//! Replay scheduling: filtering, decimation and real-time pacing.

use std::time::Duration;

use chrono::NaiveDateTime;
use log::{debug, info};
use tokio_util::sync::CancellationToken;

use ais_replay_core::{encode, AisRecord, ReplayFilter, SentenceFormat};

use crate::transport::{SentenceSink, TransportError};

#[derive(Debug, thiserror::Error)]
pub enum ReplayError {
    #[error(transparent)]
    Transport(#[from] TransportError),
}

/// Scheduler lifecycle. A scheduler runs once; restarting a replay
/// means constructing a new one.
#[derive(Debug, Clone, Copy, PartialEq, Eq)]
pub enum SchedulerState {
    Idle,
    Running,
    Done,
}

/// Everything the scheduler needs to know, resolved up front. The
/// scheduler never reads ambient configuration.
#[derive(Debug, Clone, Default)]
pub struct ReplayOptions {
    pub filter: ReplayFilter,
    pub format: SentenceFormat,
    /// Speed multiplier, at least 1. Serves double duty: only every
    /// Nth qualifying record is emitted, and the inter-record delay is
    /// divided by N.
    pub speed: u32,
}

/// Totals reported after a completed run.
#[derive(Debug, Clone, Copy, Default, PartialEq, Eq)]
pub struct ReplaySummary {
    /// Records that passed the filters.
    pub qualifying: u64,
    /// Sentences actually sent.
    pub sent: u64,
}

/// Walks a time-ordered record sequence and reproduces its cadence.
///
/// Single logical thread of control: the only suspension point is the
/// pacing sleep, and the sink is exclusively owned for the duration of
/// the run. Cancellation is honored between records only, so a
/// sentence is never truncated mid-send.
pub struct ReplayScheduler<S: SentenceSink> {
    options: ReplayOptions,
    sink: S,
    state: SchedulerState,
}

impl<S: SentenceSink> ReplayScheduler<S> {
    pub fn new(options: ReplayOptions, sink: S) -> Self {
        ReplayScheduler {
            options,
            sink,
            state: SchedulerState::Idle,
        }
    }

    pub fn state(&self) -> SchedulerState {
        self.state
    }

    /// Consume the record source to exhaustion (or cancellation),
    /// sending one datagram per emitted record.
    pub async fn run(
        &mut self,
        records: impl Iterator<Item = AisRecord>,
        shutdown: &CancellationToken,
    ) -> Result<ReplaySummary, ReplayError> {
        self.state = SchedulerState::Running;
        let speed = u64::from(self.options.speed.max(1));
        let mut previous: Option<NaiveDateTime> = None;
        let mut summary = ReplaySummary::default();

        for record in records {
            if shutdown.is_cancelled() {
                info!("shutdown requested, stopping replay");
                break;
            }

            if !self.options.filter.accepts(&record) {
                continue;
            }
            summary.qualifying += 1;
            if summary.qualifying % speed != 0 {
                continue;
            }

            if let Some(previous) = previous {
                if let Some(delay) = pacing_delay(previous, record.timestamp, self.options.speed) {
                    tokio::select! {
                        _ = shutdown.cancelled() => {
                            info!("shutdown requested, stopping replay");
                            break;
                        }
                        _ = tokio::time::sleep(delay) => {}
                    }
                }
            }

            let sentence = encode(&record, self.options.format);
            self.sink.send(&sentence).await?;
            debug!("{}", record);
            summary.sent += 1;
            previous = Some(record.timestamp);
        }

        self.state = SchedulerState::Done;
        Ok(summary)
    }
}

/// Delay before emitting a record whose predecessor went out at
/// `previous`: the recorded gap divided by the speed multiplier.
/// `None` when the scaled gap is not positive (out-of-order or
/// duplicate timestamps replay immediately).
pub fn pacing_delay(previous: NaiveDateTime, current: NaiveDateTime, speed: u32) -> Option<Duration> {
    let gap = current - previous;
    let scaled = gap / speed.max(1) as i32;
    scaled.to_std().ok().filter(|d| !d.is_zero())
}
-------------------------
▸ **YOUR INSTRUCTIONS**
What lines above contain the word "CancellationToken"? Return each such line.

▸ **WRITTEN ANSWER**
use tokio_util::sync::CancellationToken;
        shutdown: &CancellationToken,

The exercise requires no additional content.